An unnamed No 10 official has said to the committee investigating the former Tory leader that instead of stopping the parties, he joined in.
The claim is detailed in evidence provided to the Privileges Committee, which will determine whether Johnson knowingly misled parliament.
The cross-party group of MPs published 110 pages of evidence ahead of Johnson’s televised questioning by the group on Wednesday afternoon.
On February 7, one Downing Street official told the committee: “The former prime minister often saw and joined these gatherings, either he was invited by Spads (special advisers) or spotted them whilst walking up to his flat.
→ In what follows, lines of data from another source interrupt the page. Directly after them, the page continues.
//! Multiplexed 7-segment screen
//!
//! The screen keeps one segment image per digit position and lights a single
//! position per [`Screen::refresh`] call. Calling `refresh` at a fixed rate
//! (typically from a timer interrupt, 1-2 kHz for a 4-8 digit display) makes
//! all positions appear continuously lit.
//!
//! Two independent blink generators are layered on top of the image:
//!
//! - digit flashing blanks an inclusive range of positions during the second
//!   half of its period
//! - point flashing hides the decimal points marked as flashing during the
//!   second half of its own period
//!
//! Both periods are counted in frames. A frame is one pass over all digit
//! positions, so blink timing scales with the refresh rate divided by the
//! digit count.
//!
//! # Usage
//!
//! ```ignore
//! let mut screen = Screen::new(4, driver);
//! screen.write_bcd(&[1, 2, 3, 4])?;
//! screen.set_point(1);
//! screen.flash_digits(2, 3, 50)?;
//!
//! // In the periodic timer interrupt:
//! screen.refresh();
//! ```

use crate::config::{ScreenConfig, MAX_DIGITS};
use crate::driver::ScreenDriver;
use crate::error::ScreenError;
use crate::log::{debug, warning};
use crate::segments::{digit_image, NineStyle, SEGMENT_P};

/// Decimal point state of one digit position
#[derive(Debug, Clone, Copy, PartialEq, Eq, Default)]
#[cfg_attr(feature = "defmt", derive(defmt::Format))]
pub enum PointState {
    /// Point dark
    #[default]
    Off,
    /// Point steadily lit
    On,
    /// Point lit during the visible half of the shared point period
    Flashing,
}

/// Active digit flashing configuration
#[derive(Debug, Clone, Copy, PartialEq, Eq)]
#[cfg_attr(feature = "defmt", derive(defmt::Format))]
pub struct FlashRange {
    /// First flashing position
    pub from: u8,
    /// Last flashing position (inclusive)
    pub to: u8,
    /// Blink period in frames
    pub period: u32,
}

impl FlashRange {
    /// Check if a digit position lies within the range
    pub fn contains(&self, digit: u8) -> bool {
        digit >= self.from && digit <= self.to
    }
}

/// Frame-counted blink generator
///
/// A period of 0 means the generator is off: the phase never moves and
/// `visible` is always false, so callers gate on `is_enabled` where
/// "off" should mean "shown".
#[derive(Debug, Clone, Copy, PartialEq, Eq, Default)]
struct Blink {
    period: u32,
    phase: u32,
}

impl Blink {
    fn new(period: u32) -> Self {
        Self { period, phase: 0 }
    }

    fn from_divisor(divisor: u32) -> Self {
        Self::new(2 * divisor)
    }

    fn is_enabled(&self) -> bool {
        self.period > 0
    }

    /// Step one frame
    fn advance(&mut self) {
        if self.is_enabled() {
            self.phase = (self.phase + 1) % self.period;
        }
    }

    /// First half of the period is visible, second half dark
    fn visible(&self) -> bool {
        self.phase < self.period / 2
    }
}

/// Multiplexed 7-segment screen
///
/// Owns the per-digit image and blink state, and drives the hardware through
/// `D`. Pass `&mut driver` to keep the driver owned elsewhere.
pub struct Screen<D> {
    driver: D,
    /// Number of digit positions driven
    digits: u8,
    /// Position lit by the last refresh
    current_digit: u8,
    /// Glyph used for 9
    nine: NineStyle,
    /// Segment image per position
    images: [u8; MAX_DIGITS],
    /// Decimal point per position
    points: [PointState; MAX_DIGITS],
    /// Positions blanked while digit flashing is dark
    flash_from: u8,
    flash_to: u8,
    digit_blink: Blink,
    point_blink: Blink,
}

impl<D: ScreenDriver> Screen<D> {
    /// Create a screen driving `digits` positions
    ///
    /// Counts above [`MAX_DIGITS`] are clamped silently and 0 is raised to 1.
    /// The screen starts blank with flashing disabled.
    pub fn new(digits: u8, driver: D) -> Self {
        Self::with_config(&ScreenConfig::new(digits), driver)
    }

    /// Create a screen from a configuration
    pub fn with_config(config: &ScreenConfig, driver: D) -> Self {
        let digits = config.effective_digits();
        debug!("screen: {} digits", digits);

        Self {
            driver,
            digits,
            current_digit: 0,
            nine: config.nine,
            images: [0; MAX_DIGITS],
            points: [PointState::Off; MAX_DIGITS],
            flash_from: 0,
            flash_to: 0,
            digit_blink: Blink::default(),
            point_blink: Blink::default(),
        }
    }

    /// Number of digit positions driven
    pub fn digits(&self) -> u8 {
        self.digits
    }

    /// Position lit by the last refresh
    pub fn current_digit(&self) -> u8 {
        self.current_digit
    }

    /// Stored segment image of a position, without blink or point overlay
    pub fn segment_image(&self, digit: u8) -> Option<u8> {
        self.images.get(digit as usize).copied()
    }

    /// Decimal point state of a position
    pub fn point(&self, digit: u8) -> Option<PointState> {
        self.points.get(digit as usize).copied()
    }

    /// Current digit flashing configuration, `None` when disabled
    pub fn digit_flash(&self) -> Option<FlashRange> {
        self.digit_blink.is_enabled().then_some(FlashRange {
            from: self.flash_from,
            to: self.flash_to,
            period: self.digit_blink.period,
        })
    }

    /// Shared decimal point blink period in frames (0 = not flashing)
    pub fn point_flash_period(&self) -> u32 {
        self.point_blink.period
    }

    /// Borrow the driver
    pub fn driver(&self) -> &D {
        &self.driver
    }

    /// Mutably borrow the driver
    pub fn driver_mut(&mut self) -> &mut D {
        &mut self.driver
    }

    /// Consume the screen and hand back the driver
    pub fn release(self) -> D {
        self.driver
    }

    /// Show a sequence of decimal digits, left to right
    ///
    /// The whole image is replaced: positions past the end of `values` are
    /// blanked. Values beyond the digit count are dropped. If any value that
    /// would be shown is above 9, nothing is changed.
    pub fn write_bcd(&mut self, values: &[u8]) -> Result<(), ScreenError> {
        let count = values.len().min(self.digits as usize);
        let mut images = [0; MAX_DIGITS];

        for (image, &value) in images.iter_mut().zip(&values[..count]) {
            *image = match digit_image(value, self.nine) {
                Some(segments) => segments,
                None => {
                    warning!("screen: rejected BCD digit {}", value);
                    return Err(ScreenError::InvalidDigit(value));
                }
            };
        }

        self.images = images;
        Ok(())
    }

    /// Light the next digit position
    ///
    /// Must be called at a fixed rate. The digit lines are switched off
    /// before the shared segment lines change, and only then is the new
    /// position enabled; any other order ghosts the previous image onto the
    /// next position.
    pub fn refresh(&mut self) {
        self.driver.digits_all_off();

        self.current_digit = (self.current_digit + 1) % self.digits;

        // Blink phases move once per frame
        if self.current_digit == 0 {
            self.digit_blink.advance();
            self.point_blink.advance();
        }

        let digit = self.current_digit;
        let mut segments = self.images[digit as usize];

        // Digit blanking only applies while flashing is configured
        if let Some(range) = self.digit_flash() {
            if range.contains(digit) && !self.digit_blink.visible() {
                segments = 0;
            }
        }

        match self.points[digit as usize] {
            PointState::On => segments |= SEGMENT_P,
            PointState::Flashing if self.point_blink.visible() => segments |= SEGMENT_P,
            _ => {}
        }

        self.driver.segments_update(segments);
        self.driver.digit_enable(digit);
    }

    /// Blank positions `from..=to` during the second half of every period
    ///
    /// The period is `2 * divisor` frames: `divisor` frames shown, then
    /// `divisor` frames dark. A divisor of 0 stops digit flashing. The range
    /// is checked against [`MAX_DIGITS`], not the configured digit count.
    pub fn flash_digits(&mut self, from: u8, to: u8, divisor: u16) -> Result<(), ScreenError> {
        if from > to || from as usize >= MAX_DIGITS || to as usize >= MAX_DIGITS {
            warning!("screen: rejected flash range {}..={}", from, to);
            return Err(ScreenError::InvalidFlashRange { from, to });
        }

        self.flash_from = from;
        self.flash_to = to;
        self.digit_blink = Blink::from_divisor(divisor as u32);

        debug!(
            "screen: flash digits {}..={} every {} frames",
            from,
            to,
            self.digit_blink.period
        );
        Ok(())
    }

    /// Stop digit flashing, keeping the point configuration
    pub fn stop_digit_flash(&mut self) {
        self.digit_blink = Blink::default();
    }

    /// Light the decimal point of a position steadily
    ///
    /// Ignored when `digit` is past the digit count.
    pub fn set_point(&mut self, digit: u8) {
        if let Some(point) = self.point_slot(digit) {
            *point = PointState::On;
        }
    }

    /// Turn the decimal point of a position off
    ///
    /// Ignored when `digit` is past the digit count.
    pub fn clear_point(&mut self, digit: u8) {
        if let Some(point) = self.point_slot(digit) {
            *point = PointState::Off;
        }
    }

    /// Flash the decimal point of a position
    ///
    /// All flashing points share one period of `2 * divisor` frames; the
    /// latest call sets it for every flashing point. The shared phase
    /// restarts only when the period changes. A divisor of 0 leaves flashing
    /// points dark. Ignored when `digit` is past the digit count.
    pub fn flash_point(&mut self, digit: u8, divisor: u8) {
        let Some(point) = self.point_slot(digit) else {
            return;
        };
        *point = PointState::Flashing;

        let blink = Blink::from_divisor(divisor as u32);
        if blink.period != self.point_blink.period {
            debug!("screen: point flash every {} frames", blink.period);
            self.point_blink = blink;
        }
    }

    fn point_slot(&mut self, digit: u8) -> Option<&mut PointState> {
        if digit < self.digits {
            self.points.get_mut(digit as usize)
        } else {
            None
        }
    }
}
“The route he took down the corridor looks straight into the press room and vestibule so it’s impossible not to see.
“He had the opportunity to shut them down but joined in, made speeches, had a drink with staff.
“He could have taken the issue up with Martin Reynolds, his principal private secretary, to shut them down.
“He could see what was happening and allowed the culture to continue.”
Other officials, who were in Downing Street when Johnson was prime minister, denied telling him that no guidance was broken during the parties.
Cabinet secretary Simon Case told the inquiry that he was not aware of any officials giving Johnson that assurance.
Jack Doyle, who was Johnson’s communications chief when the partygate story broke, said he did not tell him that all Covid guidance was followed.
And former senior aide to Johnson, Martin Reynolds, said he warned against claiming that all rules had been followed before Johnson issued a denial to Parliament.
The ex-principal private secretary said Johnson had agreed to delete the mention of guidance before going on to make the denial at Prime Minister’s Questions (PMQ).
Reynolds said he recalled asking Johnson about a proposed line to say during PMQs “suggesting that all rules and guidance had been followed”.
“He did not welcome the interruption but told me that he had received reassurances that the comms event was within the rules,” the former adviser said.
“I accepted this but questioned whether it was realistic to argue that all guidance had been followed at all times, given the nature of the working environment in No 10. He agreed to delete the reference to guidance.”
But on December 8 2021, Johnson went on to tell the Commons “the guidance was followed and the rules were followed at all times”.
The former Tory leader has admitted to misleading MPs but denied doing so “intentionally or recklessly”.
Johnson could be suspended from the House of Commons for several days if he is found to have knowingly misled MPs.